Miguel Tejero

La idea de que un fotógrafo tiende a repetir la misma foto constantemente es algo que empiezo a constatar, no cabe duda de que la fotografía puede ser algún tipo de terapia personal, o al menos una búsqueda obsesiva dentro de uno mismo.

Mi foto recurrente trata de la relación con los espacios, el concepto de “no lugares”, y en última instancia las relaciones humanas, aunque pueda parecer paradójico en este trabajo por su ausencia. Cabe añadir que ésta es una primera parte donde los espacios se ven despojados de seres humanos, y en la segunda parte en la cual trabajo actualmente, son los humanos los que se ven despojados de entorno, descontextualizados.

Del 15 de marzo al 9 de abril de 2012

©Miguel Tejero

©Miguel Tejero

Descontextualizar es una manera particularmente interesante de subrayar el hecho cotidiano, de abstraerse de lo conocido para verlo con un nuevo sentido crítico.
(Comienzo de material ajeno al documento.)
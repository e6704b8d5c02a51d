//! Budget ledger for AgentGate — append-only cost records with daily and
//! per-session aggregation, and an atomic check-and-reserve admission path.
//!
//! Costs are tracked as decimal USD with cent precision: every amount is
//! stored as integer cents and all comparisons happen in cents, so sums
//! are exact. A projected total equal to a limit passes; strictly greater
//! fails.
//!
//! The budget check and the hold on the estimated cost are fused into a
//! single conditional `INSERT`, which SQLite executes atomically under its
//! own file locking. Two concurrent gate processes therefore cannot both
//! pass a limit they jointly exceed.

pub mod model;
pub mod store;

pub use model::{
    BudgetDecision, BudgetLimits, CostRecord, cents_to_usd, usd_to_cents,
};
pub use store::CostLedger;

/// Errors from the budget ledger.
#[derive(Debug, thiserror::Error)]
pub enum LedgerError {
    #[error("storage error: {0}")]
    Storage(String),

    #[error("query failed: {0}")]
    QueryFailed(String),

    #[error("invalid cost record: {0}")]
    InvalidRecord(String),
}
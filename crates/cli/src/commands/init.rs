//! `agentgate init` — Write the default policy configuration.

use agentgate_config::PolicyConfig;

pub fn run() -> i32 {
    let config = PolicyConfig::default();
    let path = config.state_dir.join("config.toml");

    if path.exists() {
        println!("Config already exists at {}", path.display());
        return 0;
    }

    if let Err(e) = std::fs::create_dir_all(&config.state_dir) {
        eprintln!("Failed to create {}: {e}", config.state_dir.display());
        return 5;
    }
    if let Err(e) = std::fs::write(&path, PolicyConfig::default_toml()) {
        eprintln!("Failed to write {}: {e}", path.display());
        return 5;
    }

    println!("Wrote default policy config to {}", path.display());
    0
}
Es especialmente interesante el hecho de que los referentes conocidos dan sentido al decorado vital del ser humano, en su inemensa mayoría poco preparado para inventarse su propio decorado, pero son momentos como los actuales cuando se pone de manifiesto que la “felicidad prometida” ha resultado fraudulenta y se hace necesario desarrollar la capacidad perdida para inventar nuevas propuestas, nuevas relaciones, nuevos espacios.

Miguel Tejero

Madrid 2012

 

Hoy iba de camino al trabajo pensando en mis temas absurdos de siempre (ya sabes, el sentido de la vida, las cadenas de ADN, los agujeros negros y cómo se relaciona todo) y levanté la cabeza.

Pensarás que no es algo como para decir: ¡Ooooh! Pero créeme que sí. Parece mentira que pase cada día por el mismo sitio, esquivando a las abuelitas con sus bolsas del súper que parece que tienen polivalencia y el poder supremo del espacio de la acera y entre los charcos, el iPhone que se me subió el volumen y me pegué un susto que no veas y un tipo que me empujó porque iba con más prisa que yo, ¡así todo a la vez! ¡Uy, mira! Ahí estaban las cuatro torres nuevas estas tan pretenciosas. No sé, para mí que se emocionaron mucho en construir todas esas moles para luego qué. Están ahí plantados como pasmarotes, que si al menos los cristales sriviesen para mirar si el modelito que has elegido es el adecuado. En fin, que si te das cuenta están ahí plantados como diciendo ¡Aquí estoy! pero andan más vacías que las cabezas de algunos que yo me sé (que es curioso, pero ellos también son muy de decir ¡Aquí estoy yo! para luego nada de nada. Ya sabes de qué te hablo).

Fantasmas y más fantasmas.

Y nos creemos modernos, que vivimos en la abundancia. En serio, que todo esto en el fondo me da mucha pena, porque el portero de al lado me dijo que se iba a trabajar a la torre de en medio pero no, que ya se cuidan ellos mismos de que no entren ladrones.

Aunque por un momento también te digo, que me quedé impresionada. No sé si se me cayó la baba y todo. Es que son muy grandes.

Y eso, que luego vino Miguel y me dijo: ¡Anda, hazme un texto! y sólo se me ocurre pensar que yo lo que quiero es vivir en Nueva York, que allí al menos atan los perros con longanizas.

Eva Casanueva

Real Sociedad Fotográfica (calle Tres Peces número 2, Madrid).